Listening to disillusioned believers paints a picture of ship-wreck. So often they set out with high hopes, billowing like the sails of a ship leaving port on a breezy day. Much of what they describe about their motivation rings true - discipleship, obedience, God's call - but the reality sounds more like a toxic cocktail of guilt, judgment and exhaustion. What went wrong?


It would take divine insight or wise psychotherapy to unravel all the strands but the testimony of victims/ survivors suggests a failure of oversight and leadership, leaving idealistic young believers in a heap of shame wondering if it was all a lie. Jesus demands all the qualities listed above - faith, trust &c - however he insists that "his burden is light". What does that mean?

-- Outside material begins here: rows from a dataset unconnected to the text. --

//! HTTP adapter for the gallery record store.

use async_trait::async_trait;
use reqwest::{Client, StatusCode, header};
use tracing::{debug, warn};

use super::dto::{AssetRecordDto, CreateAssetRequest, ErrorResponse};
use crate::domain::entities::{AssetDraft, AssetId, AssetRecord};
use crate::domain::errors::GalleryError;
use crate::domain::ports::AssetStorePort;

const USER_AGENT: &str = concat!("galleria/", env!("CARGO_PKG_VERSION"));
const REQUEST_TIMEOUT_SECS: u64 = 30;

/// Asset store backed by the gallery server's REST API.
pub struct HttpAssetStore {
    client: Client,
    base_url: String,
    api_key: Option<String>,
}

impl HttpAssetStore {
    /// Creates a store client for the given server.
    ///
    /// # Errors
    /// Returns an error if the HTTP client cannot be created.
    pub fn new(
        base_url: impl Into<String>,
        api_key: Option<String>,
    ) -> Result<Self, GalleryError> {
        let client = Client::builder()
            .user_agent(USER_AGENT)
            .timeout(std::time::Duration::from_secs(REQUEST_TIMEOUT_SECS))
            .build()
            .map_err(|e| GalleryError::unexpected(format!("failed to create HTTP client: {e}")))?;

        Ok(Self {
            client,
            base_url: base_url.into().trim_end_matches('/').to_string(),
            api_key,
        })
    }

    fn assets_url(&self) -> String {
        format!("{}/api/assets", self.base_url)
    }

    fn authorize(&self, request: reqwest::RequestBuilder) -> reqwest::RequestBuilder {
        match &self.api_key {
            Some(key) => request.header(header::AUTHORIZATION, format!("Bearer {key}")),
            None => request,
        }
    }

    fn map_transport_error(e: &reqwest::Error) -> GalleryError {
        if e.is_timeout() {
            GalleryError::network("request timed out")
        } else if e.is_connect() {
            GalleryError::network("failed to connect to the gallery server")
        } else {
            GalleryError::network(e.to_string())
        }
    }

    async fn error_message(status: StatusCode, response: reqwest::Response) -> String {
        match response.json::<ErrorResponse>().await {
            Ok(body) if !body.message.is_empty() => body.message,
            _ => format!("HTTP {status}"),
        }
    }
}

#[async_trait]
impl AssetStorePort for HttpAssetStore {
    async fn list_assets(&self) -> Result<Vec<AssetRecord>, GalleryError> {
        debug!(url = %self.assets_url(), "listing assets");

        let response = self
            .authorize(self.client.get(self.assets_url()))
            .send()
            .await
            .map_err(|e| {
                warn!(error = %e, "asset listing request failed");
                Self::map_transport_error(&e)
            })?;

        let status = response.status();
        if !status.is_success() {
            let message = Self::error_message(status, response).await;
            return Err(GalleryError::list_failed(message));
        }

        let dtos: Vec<AssetRecordDto> = response
            .json()
            .await
            .map_err(|e| GalleryError::list_failed(format!("failed to parse listing: {e}")))?;

        debug!(count = dtos.len(), "asset listing parsed");
        Ok(dtos.into_iter().map(AssetRecord::from).collect())
    }

    async fn delete_asset(&self, id: &AssetId) -> Result<(), GalleryError> {
        let url = format!("{}/{}", self.assets_url(), id.as_str());
        debug!(%url, "deleting asset");

        let response = self
            .authorize(self.client.delete(&url))
            .send()
            .await
            .map_err(|e| Self::map_transport_error(&e))?;

        let status = response.status();
        if status == StatusCode::NOT_FOUND {
            return Err(GalleryError::not_found(id.as_str()));
        }
        if !status.is_success() {
            let message = Self::error_message(status, response).await;
            return Err(GalleryError::delete_failed(id.as_str(), message));
        }
        Ok(())
    }

    async fn create_asset(&self, draft: AssetDraft) -> Result<AssetRecord, GalleryError> {
        debug!(title = %draft.title, "creating asset");

        let response = self
            .authorize(self.client.post(self.assets_url()))
            .json(&CreateAssetRequest::from(draft))
            .send()
            .await
            .map_err(|e| Self::map_transport_error(&e))?;

        let status = response.status();
        if !status.is_success() {
            let message = Self::error_message(status, response).await;
            return Err(GalleryError::create_failed(message));
        }

        let dto: AssetRecordDto = response
            .json()
            .await
            .map_err(|e| GalleryError::create_failed(format!("failed to parse record: {e}")))?;

        Ok(AssetRecord::from(dto))
    }
}

impl std::fmt::Debug for HttpAssetStore {
    fn fmt(&self, f: &mut std::fmt::Formatter<'_>) -> std::fmt::Result {
        f.debug_struct("HttpAssetStore")
            .field("base_url", &self.base_url)
            .field("has_api_key", &self.api_key.is_some())
            .finish_non_exhaustive()
    }
}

While stretching us beyond our ordinary limits and revealing gifts and abilities we never realised we had, following Jesus ought to be liberating. We are called out of slavery (to sin) and into freedom (by grace). So, far from feeling ever more guilty (that we are not doing enough) and ever more conscious of our failures (moral and practical), following Jesus ought to lead to a growing appreciation of God's love and mercy and an unforced appetite for more of the same.


This is not an excuse for indulgence because, in fact, the security found in realising "God loves me" releases one from having to justify ones own existence. I can look outward, whether that is in awe before God's glory or in compassion towards my suffering neighbour. Throughout his own life of suffering and service, Jesus was sustained in the knowledge of the Father's eternal love.